What Are The Two Necessary Components To Success?

 If you’ve read this far, you have probably realized that getting stellar results comes down to 2 primary things –

1- Planning

2- Communication

 

Typically, we do neither on many application jobs. Owners do not communicate to the contractor what they expect. Contractors do not communicate with customers what they can expect, what they are doing, and how much money they are spending. Contractors and Inspectors do not communicate with each other to plan the optimal activities that are the essence of the Critical Path. Perhaps worst of all, no one communicates to the crew exactly what they are supposed to do. It is endemic that applicators and painters do not know what a customer, contractor, or inspector expects from them. We tend to blame them for the shortcomings of poor application results. Perhaps we do this because it is too painful to look in the mirror and see the real culprit.

 

How Have We Decided To Be Different?

 At EonCoat, we focus on three things in our continuous quality improvement process to make every application job successful:

1. Does the customer know what they are buying and what to expect, and how can we make this clear?

2. Does the contractor know how to manage the project in terms of environment, surface preparation needs, and application timeframe?

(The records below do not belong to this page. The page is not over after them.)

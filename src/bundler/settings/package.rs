//! Platform-independent jpackage options.

use super::{ImageType, Launcher};
use serde::Deserialize;
use std::path::PathBuf;

/// Options shared by every platform.
///
/// This maps the top level of `jpackage.toml`. Relative paths are resolved
/// against the project base directory when the command line is built.
///
/// # Examples
///
/// ```no_run
/// use kodegen_bundler_jpackage::bundler::{ImageType, PackageSettings};
///
/// let settings = PackageSettings {
///     name: Some("MyApp".into()),
///     destination: Some("target/dist".into()),
///     image_type: Some(ImageType::AppImage),
///     main_jar: Some("myapp.jar".into()),
///     ..Default::default()
/// };
/// ```
#[derive(Clone, Debug, Default, Deserialize)]
#[serde(default)]
pub struct PackageSettings {
    /// `--name`: application and package name. Required.
    pub name: Option<String>,

    /// `--dest`: directory the package is written to. Required.
    #[serde(alias = "dest")]
    pub destination: Option<PathBuf>,

    /// `--verbose`
    pub verbose: bool,

    /// `--type`: package type. Default: jpackage's platform default.
    #[serde(rename = "type")]
    pub image_type: Option<ImageType>,

    /// `--app-version`
    pub app_version: Option<String>,

    /// `--copyright`
    pub copyright: Option<String>,

    /// `--description`
    pub description: Option<String>,

    /// `--runtime-image`: prebuilt runtime to bundle. Must exist.
    pub runtime_image: Option<PathBuf>,

    /// `--input`: directory with the application jars. Must exist.
    pub input: Option<PathBuf>,

    /// `--install-dir`: installation directory on the target machine.
    ///
    /// Passed through verbatim; it names a location on the machine the
    /// package is installed on, not a local path.
    pub install_dir: Option<String>,

    /// `--resource-dir`: overrides for jpackage resources. Must exist.
    pub resource_dir: Option<PathBuf>,

    /// `--vendor`
    pub vendor: Option<String>,

    /// `--module`: `<module name>[/<main class>]`
    pub module: Option<String>,

    /// `--main-class`
    pub main_class: Option<String>,

    /// `--main-jar`: jar relative to `input`.
    pub main_jar: Option<String>,

    /// `--temp`: working directory for jpackage. Created if missing.
    pub temp: Option<PathBuf>,

    /// `--icon`. Must exist.
    pub icon: Option<PathBuf>,

    /// `--license-file`. Must exist.
    pub license_file: Option<PathBuf>,

    /// `--about-url` (jpackage 17+)
    pub about_url: Option<String>,

    /// `--app-image`: existing application image to package. Must exist.
    pub app_image: Option<PathBuf>,

    /// `--launcher-as-service` (jpackage 19+)
    pub launcher_as_service: bool,

    /// `--module-path`, one flag per entry. Each must exist.
    pub module_paths: Vec<PathBuf>,

    /// `--file-associations`, one properties file per entry. Each must exist.
    pub file_associations: Vec<PathBuf>,

    /// `--app-content` (jpackage 18+), one flag per entry. Each must exist.
    #[serde(alias = "app_content")]
    pub app_content_paths: Vec<PathBuf>,

    /// `--add-modules`, joined with commas.
    pub add_modules: Vec<String>,

    /// `--jlink-options` (jpackage 16+), joined with spaces.
    pub jlink_options: Vec<String>,

    /// `--java-options`, one flag per entry, quoted for jpackage.
    pub java_options: Vec<String>,

    /// `--arguments`, one flag per entry, quoted for jpackage.
    pub arguments: Vec<String>,

    /// `--add-launcher`, one flag per launcher.
    pub launchers: Vec<Launcher>,

    /// Extra jpackage tokens appended verbatim after the mapped options.
    pub additional_options: Vec<String>,
}
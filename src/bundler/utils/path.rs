//! Resolution of configured paths.
//!
//! jpackage interprets relative paths against its own working directory, which
//! is not necessarily the project directory. Every configured path is made
//! absolute against the project base directory before it is emitted.

use std::path::{Path, PathBuf};

/// Resolves `raw` against `base`. Absolute paths are returned unchanged.
pub fn resolve_path(raw: &Path, base: &Path) -> PathBuf {
    if raw.is_absolute() {
        raw.to_path_buf()
    } else {
        base.join(raw)
    }
}

/// Resolves configuration paths against a fixed base directory.
#[derive(Clone, Debug)]
pub struct PathResolver {
    base_dir: PathBuf,
}

impl PathResolver {
    /// Creates a resolver rooted at `base_dir`.
    pub fn new(base_dir: impl Into<PathBuf>) -> Self {
        Self {
            base_dir: base_dir.into(),
        }
    }

    /// Base directory relative paths are joined onto.
    pub fn base_dir(&self) -> &Path {
        &self.base_dir
    }

    /// Resolves `raw` against the base directory.
    pub fn resolve(&self, raw: &Path) -> PathBuf {
        resolve_path(raw, &self.base_dir)
    }
}

#[cfg(test)]
mod tests {
    use super::*;

    #[cfg(unix)]
    #[test]
    fn test_absolute_path_is_unchanged() {
        let raw = Path::new("/opt/app/icon.png");
        assert_eq!(resolve_path(raw, Path::new("/work")), raw);
        assert_eq!(resolve_path(raw, Path::new("relative/base")), raw);
    }

    #[cfg(windows)]
    #[test]
    fn test_absolute_path_is_unchanged() {
        let raw = Path::new(r"C:\app\icon.ico");
        assert_eq!(resolve_path(raw, Path::new(r"D:\work")), raw);
    }

    #[test]
    fn test_relative_path_joins_base_with_separator() {
        let base = std::env::temp_dir();
        let resolved = resolve_path(Path::new("target/jmods"), &base);
        let expected = format!(
            "{}{}target{}jmods",
            base.display().to_string().trim_end_matches(std::path::MAIN_SEPARATOR),
            std::path::MAIN_SEPARATOR,
            std::path::MAIN_SEPARATOR
        );
        assert_eq!(resolved, PathBuf::from(expected));
    }

    #[test]
    fn test_resolver_uses_its_base() {
        let resolver = PathResolver::new("/project");
        assert_eq!(resolver.resolve(Path::new("icons/app.png")), Path::new("/project").join("icons/app.png"));
        assert_eq!(resolver.base_dir(), Path::new("/project"));
    }
}
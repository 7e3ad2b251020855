//! jpackage execution.
//!
//! This module provides the [`Packager`] that runs jpackage for a set of
//! [`Settings`](crate::bundler::Settings) and the pieces it is assembled from.
//!
//! # Overview
//!
//! The packager:
//! 1. Finds jpackage with [`ExecutableLocator`]
//! 2. Probes its major version with [`detect_version`]
//! 3. Builds the command line with [`ArgumentBuilder`](crate::bundler::ArgumentBuilder)
//! 4. Optionally removes the previous destination directory
//! 5. Runs jpackage through a [`ProcessRunner`] and classifies the exit
//!
//! # Module Organization
//!
//! - [`locator`] - Executable lookup chain
//! - [`orchestrator`] - Main [`Packager`] struct
//! - [`runner`] - Process spawning and exit classification
//! - [`tool_detection`] - jpackage version probing

pub mod locator;
pub mod orchestrator;
pub mod runner;
pub mod tool_detection;

pub use locator::{ExecutableLocator, JPACKAGE};
pub use orchestrator::{Packager, PackagerOutcome};
pub use runner::{ExecutionResult, ProcessRunner, TokioProcessRunner, check_exit};
pub use tool_detection::{VERSION_FLAG, detect_version, parse_version};
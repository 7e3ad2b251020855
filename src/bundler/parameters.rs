//! Table of jpackage options known to the bundler.
//!
//! Each configuration field is identified by a [`ParameterId`]. Fields that end
//! up on the jpackage command line have a [`ParameterDescriptor`] describing the
//! flag, the shape of its value, whether a path value must already exist, and
//! the range of jpackage releases that accept it. Meta fields (skip, destination
//! cleanup, raw pass-through options) have no descriptor.
//!
//! jpackage gained options release over release (it shipped incubating in
//! JDK 14), so the version bounds let the argument builder refuse a flag the
//! detected tool would reject anyway.

use crate::bundler::error::{Error, Result};
use std::{collections::HashMap, sync::LazyLock};

/// Shape of the value that follows a flag.
#[derive(Clone, Copy, Debug, Eq, PartialEq)]
pub enum ValueKind {
    /// Bare flag, emitted when the boolean field is true.
    Flag,
    /// Flag followed by a string value.
    Value,
    /// Flag followed by a path resolved against the base directory.
    Path,
}

/// Static metadata for one jpackage option.
#[derive(Clone, Copy, Debug, Eq, PartialEq)]
pub struct ParameterDescriptor {
    /// Flag as written on the command line, e.g. `--main-jar`.
    pub flag: &'static str,
    /// Value shape.
    pub kind: ValueKind,
    /// First jpackage major version accepting the flag (inclusive).
    pub since: Option<u32>,
    /// Last jpackage major version accepting the flag (inclusive).
    pub until: Option<u32>,
    /// Path values must exist on disk before the flag is emitted.
    pub must_exist: bool,
}

impl ParameterDescriptor {
    const fn new(flag: &'static str, kind: ValueKind) -> Self {
        Self {
            flag,
            kind,
            since: Some(JPACKAGE_FIRST_RELEASE),
            until: None,
            must_exist: false,
        }
    }

    const fn existing(mut self) -> Self {
        self.must_exist = true;
        self
    }

    const fn since(mut self, version: u32) -> Self {
        self.since = Some(version);
        self
    }

    /// Whether jpackage `version` accepts this flag. Unbounded ends accept anything.
    pub fn supports(&self, version: u32) -> bool {
        self.since.is_none_or(|since| version >= since)
            && self.until.is_none_or(|until| version <= until)
    }
}

/// First JDK release that shipped jpackage.
pub const JPACKAGE_FIRST_RELEASE: u32 = 14;

/// Identifier of every configuration field.
#[derive(Clone, Copy, Debug, Eq, PartialEq, Hash)]
pub enum ParameterId {
    Name,
    Destination,
    Verbose,
    Type,
    AppVersion,
    Copyright,
    Description,
    RuntimeImage,
    Input,
    InstallDir,
    ResourceDir,
    Vendor,
    Module,
    MainClass,
    MainJar,
    Temp,
    Icon,
    LicenseFile,
    AboutUrl,
    AppImage,
    LauncherAsService,
    ModulePath,
    FileAssociations,
    AppContent,
    AddModules,
    JlinkOptions,
    JavaOptions,
    Arguments,
    AddLauncher,
    AdditionalOptions,
    Skip,
    RemoveDestination,

    WinMenu,
    WinMenuGroup,
    WinDirChooser,
    WinUpgradeUuid,
    WinShortcut,
    WinShortcutPrompt,
    WinPerUserInstall,
    WinConsole,
    WinHelpUrl,
    WinUpdateUrl,

    MacPackageIdentifier,
    MacPackageName,
    MacPackageSigningPrefix,
    MacSign,
    MacSigningKeychain,
    MacSigningKeyUserName,
    MacAppStore,
    MacEntitlements,
    MacAppCategory,
    MacDmgContent,

    LinuxPackageName,
    LinuxDebMaintainer,
    LinuxMenuGroup,
    LinuxPackageDeps,
    LinuxRpmLicenseType,
    LinuxAppRelease,
    LinuxAppCategory,
    LinuxShortcut,
}

static DESCRIPTORS: LazyLock<HashMap<ParameterId, ParameterDescriptor>> = LazyLock::new(|| {
    use ParameterId::*;
    use ValueKind::{Flag, Path, Value};

    let d = ParameterDescriptor::new;
    HashMap::from([
        (Name, d("--name", Value)),
        (Destination, d("--dest", Path)),
        (Verbose, d("--verbose", Flag)),
        (Type, d("--type", Value)),
        (AppVersion, d("--app-version", Value)),
        (Copyright, d("--copyright", Value)),
        (Description, d("--description", Value)),
        (RuntimeImage, d("--runtime-image", Path).existing()),
        (Input, d("--input", Path).existing()),
        (InstallDir, d("--install-dir", Value)),
        (ResourceDir, d("--resource-dir", Path).existing()),
        (Vendor, d("--vendor", Value)),
        (Module, d("--module", Value)),
        (MainClass, d("--main-class", Value)),
        (MainJar, d("--main-jar", Value)),
        (Temp, d("--temp", Path)),
        (Icon, d("--icon", Path).existing()),
        (LicenseFile, d("--license-file", Path).existing()),
        (AboutUrl, d("--about-url", Value).since(17)),
        (AppImage, d("--app-image", Path).existing()),
        (LauncherAsService, d("--launcher-as-service", Flag).since(19)),
        (ModulePath, d("--module-path", Path).existing()),
        (FileAssociations, d("--file-associations", Path).existing()),
        (AppContent, d("--app-content", Path).existing().since(18)),
        (AddModules, d("--add-modules", Value)),
        (JlinkOptions, d("--jlink-options", Value).since(16)),
        (JavaOptions, d("--java-options", Value)),
        (Arguments, d("--arguments", Value)),
        (AddLauncher, d("--add-launcher", Value)),
        (WinMenu, d("--win-menu", Flag)),
        (WinMenuGroup, d("--win-menu-group", Value)),
        (WinDirChooser, d("--win-dir-chooser", Flag)),
        (WinUpgradeUuid, d("--win-upgrade-uuid", Value)),
        (WinShortcut, d("--win-shortcut", Flag)),
        (WinShortcutPrompt, d("--win-shortcut-prompt", Flag).since(17)),
        (WinPerUserInstall, d("--win-per-user-install", Flag)),
        (WinConsole, d("--win-console", Flag)),
        (WinHelpUrl, d("--win-help-url", Value).since(17)),
        (WinUpdateUrl, d("--win-update-url", Value).since(17)),
        (MacPackageIdentifier, d("--mac-package-identifier", Value)),
        (MacPackageName, d("--mac-package-name", Value)),
        (MacPackageSigningPrefix, d("--mac-package-signing-prefix", Value)),
        (MacSign, d("--mac-sign", Flag)),
        (MacSigningKeychain, d("--mac-signing-keychain", Path).existing()),
        (MacSigningKeyUserName, d("--mac-signing-key-user-name", Value)),
        (MacAppStore, d("--mac-app-store", Flag).since(17)),
        (MacEntitlements, d("--mac-entitlements", Path).existing().since(17)),
        (MacAppCategory, d("--mac-app-category", Value).since(17)),
        (MacDmgContent, d("--mac-dmg-content", Path).existing().since(18)),
        (LinuxPackageName, d("--linux-package-name", Value)),
        (LinuxDebMaintainer, d("--linux-deb-maintainer", Value)),
        (LinuxMenuGroup, d("--linux-menu-group", Value)),
        (LinuxPackageDeps, d("--linux-package-deps", Value)),
        (LinuxRpmLicenseType, d("--linux-rpm-license-type", Value)),
        (LinuxAppRelease, d("--linux-app-release", Value)),
        (LinuxAppCategory, d("--linux-app-category", Value)),
        (LinuxShortcut, d("--linux-shortcut", Flag)),
    ])
});

/// Returns the descriptor for `id`, or `None` for fields that never reach the
/// command line.
pub fn lookup(id: ParameterId) -> Option<&'static ParameterDescriptor> {
    DESCRIPTORS.get(&id)
}

/// Fails when `tool_version` lies outside the descriptor's supported range.
pub fn check_version_support(descriptor: &ParameterDescriptor, tool_version: u32) -> Result<()> {
    if descriptor.supports(tool_version) {
        Ok(())
    } else {
        Err(Error::UnsupportedByVersion {
            parameter: descriptor.flag,
            tool_version,
            since: descriptor.since,
            until: descriptor.until,
        })
    }
}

3. Does the applicator know how to use and maintain the equipment and apply the product?

 

We work diligently to make it easier for contractors to see where our product fits into their Critical Path. If you visit our office, you will frequently hear the question, “What’s the next best step?” For example, we recently published an updated Application Guide webpage that has its own downloadable and printable checklist. We have done the same thing for Surface Preparation which has its own checklist. In addition, when we meet with customers or contractors, we talk specifically about the inspector and applicator roles while EonCoat is being applied.

 

EonCoat’s goal has always been and continues to be the Sigma standard, or damn close to it.